Certamente!

Paulo Querido. Na Internet desde 1989

17 de outubro de 2008

Banda portuguesa ganha 50.000 dólares no Sell A Band

Uma banda portuguesa, os Nearfield, conseguiu o almejado financiamento de 50.000 dólares no Sell A Band, a editora online comunitária em que os ouvintes apostam comprando acções das bandas.

São os primeiros portugueses a conseguir o objectivo dos 50.000 dólares — a fasquia que dá o direito a gravar e editar um álbum em CD. Tanto mais assinalável quanto a fasquia não é nada fácil de atingir: apenas 0,3 por cento das bandas que se inscreveram no Sell A Band desde que este abriu, no Verão de 2006 (noticiei por duas vezes o Sell A Band nesse ano, no caderno de Economia do Expresso, que foi o primeiro órgão de Comunicação Social português a noticiar este potencial).

[ Artigo em republicação, para efeitos de arquivo. Primeira versão publicada esta semana no Expresso Multimedia ]

A SellABand (link: www.sellaband.com), é uma start-up nascida em Amesterdão, resultando das ideias do visionário Pim Betist e de duas velhas raposas da cena musical europeia, Johan Vosmeijer (carreira de décadas na Sony Music, na Holanda) e Dagmar Heijmans (“feito” na EMI, passou ainda pela Sony BMG). Ao fim de somente um mês de operação o sucesso traduzia-se em mais de 250 bandas de 30 países que em conjunto recolheram 25.000 dólares de mais de 1.500 fãs investidores.

Fui também dos primeiros portugueses a investir numa banda: o projecto Merankorii. 20 dólares que serviram para testar o sistema para a reportagem no Expresso, o meu objectivo, mais do que para ajudar a banda, embora esta o merecesse.

Nesse longínquo Outubro de 2006 apenas duas bandas portuguesas tinham descoberto o Sell A Band. Na semana em que os Nearfield conseguem o prémio, este número é de 323, num total de 8600 — and counting.

Segundo leio no Remixtures, um blogue muito bem informado sobre a nova cena musical, com os 50.000 dólares agora recolhidos os Nearfield irão gravar um duplo álbum intitulado Near U em estúdios situados em Montemor-o-Novo.

Pormenor curioso: entre os financiadores dos Nearfield está a Amazon britânica, que tem 100 partes, correspondentes a 1.000 dólares.

Crowdfunding

O modelo do crowdfunding, arriscado quando o Sell A Band começou, é hoje uma realidade. A empresa obteve já este ano uma injecção de capital no valor de 5 milhões de dólares. E deixou de ser a única a apostar neste esquema em que se recorre à “sabedoria das multidões” para detectar o talento e financiá-lo.

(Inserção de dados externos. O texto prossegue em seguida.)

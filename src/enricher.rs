use std::collections::BTreeMap;
use std::sync::Arc;

use anyhow::Result;
use indicatif::{ProgressBar, ProgressStyle};
use tokio::sync::{mpsc, Semaphore};
use tracing::{info, warn};

use crate::fetcher::{DocumentFetcher, FetchError};
use crate::parser::{self, WordData};
use crate::settings::Settings;
use crate::table::{self, EnrichedRow, OutputTable};

/// Counts reported after a run.
#[derive(Debug, Default, PartialEq, Eq)]
pub struct RunStats {
    pub written: usize,
    pub skipped: usize,
    pub fetch_errors: usize,
    pub missing_years: usize,
}

/// Fetch one word's page and extract its fields.
pub async fn fetch_word_data<F: DocumentFetcher>(
    fetcher: &F,
    word: &str,
) -> Result<WordData, FetchError> {
    info!("Processing: {}", word);
    let markup = fetcher.fetch(word).await?;
    Ok(parser::process_html(&markup, word))
}

/// Enrich every row of `settings.input` into `settings.output`.
///
/// Up to `settings.concurrency` lookups are in flight at once. Results are
/// written in input order as soon as every earlier row has been written.
pub async fn run<F: DocumentFetcher>(settings: &Settings, fetcher: Arc<F>) -> Result<RunStats> {
    let input = table::read_input(&settings.input)?;
    let mut output = OutputTable::create(&settings.output, &input.header)?;

    let mut stats = RunStats {
        skipped: input.skipped,
        ..Default::default()
    };
    let total = input.rows.len();

    let pb = ProgressBar::new(total as u64);
    pb.set_style(
        ProgressStyle::default_bar()
            .template("[{elapsed_precise}] {bar:40} {pos}/{len} ({per_sec}, eta {eta})")?
            .progress_chars("=> "),
    );

    let semaphore = Arc::new(Semaphore::new(settings.concurrency));
    let (tx, mut rx) =
        mpsc::channel::<(usize, EnrichedRow, bool)>(settings.concurrency * 2);

    // Permits are taken in input order, so lookups start in input order and
    // run strictly one after another at concurrency 1.
    let rows = input.rows;
    tokio::spawn(async move {
        for (index, row) in rows.into_iter().enumerate() {
            let Ok(permit) = Arc::clone(&semaphore).acquire_owned().await else {
                break;
            };
            let fetcher = Arc::clone(&fetcher);
            let tx = tx.clone();

            tokio::spawn(async move {
                let (data, failed) = match fetch_word_data(fetcher.as_ref(), row.word()).await {
                    Ok(data) => (data, false),
                    Err(e) => {
                        warn!("Error fetching {}: {}", row.word(), e);
                        (WordData::unresolved(), true)
                    }
                };
                drop(permit);
                let _ = tx.send((index, EnrichedRow::new(row, data), failed)).await;
            });
        }
        // rx closes once this loop and every worker have dropped their senders
    });

    let mut pending: BTreeMap<usize, EnrichedRow> = BTreeMap::new();
    let mut next = 0usize;

    while let Some((index, row, failed)) = rx.recv().await {
        if failed {
            stats.fetch_errors += 1;
        } else if row.data.year == -1 {
            stats.missing_years += 1;
        }
        pending.insert(index, row);

        while let Some(row) = pending.remove(&next) {
            output.write(&row)?;
            stats.written += 1;
            next += 1;
            pb.inc(1);
        }
    }

    // Only reachable if a task died before reporting; keep what we have in order.
    if !pending.is_empty() || next < total {
        warn!(
            "{} of {} rows never completed",
            total - next - pending.len(),
            total
        );
        for (_, row) in std::mem::take(&mut pending) {
            output.write(&row)?;
            stats.written += 1;
        }
    }

    output.finish()?;
    pb.finish_and_clear();
    info!(
        "Wrote {} rows to {} ({} skipped, {} fetch errors, {} without year)",
        stats.written,
        settings.output.display(),
        stats.skipped,
        stats.fetch_errors,
        stats.missing_years
    );

    Ok(stats)
}

// ── Tests ──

Aqui, as bandas inscrevem-se e submetem faixas originais, que são apreciadas por uma plateia mundial. O objectivo é angariarem os 50.000 dólares necessários para gravar 0 CD em estúdio profissional e produzido por especialistas.

O financiamento é angariado junto dos próprios fãs de cada banda. Tratados pelo sugestivo nome de “Believers” (os que acreditam), investem “partes” de dez dólares nas bandas favoritas ou promissoras. O dinheiro pode ser canalizado entre grupos musicais. Quando um destes atinge os 50.000 dólares vai para estúdio e cada investidor receberá o CD em edição especial. Mas não só: tem ainda direito a receber uma percentagem sobre as vendas do CD nos canais contratados pela SellABand (que não recebe um cêntimo das vendas) e outra percentagem, calculada ao ano, das receitas de publicidade obtidas pela banda no website da SellABand, onde as suas faixas permanecem para “download” gratuito.

O crowdfunding é apontado como uma das soluções de financiamento para o jornalismo num futuro próximo, sobretudo para a investigação e reportagens de fôlego que as empresas de media se mostram incapazes de sustentar, tal como as micro-receitas da web.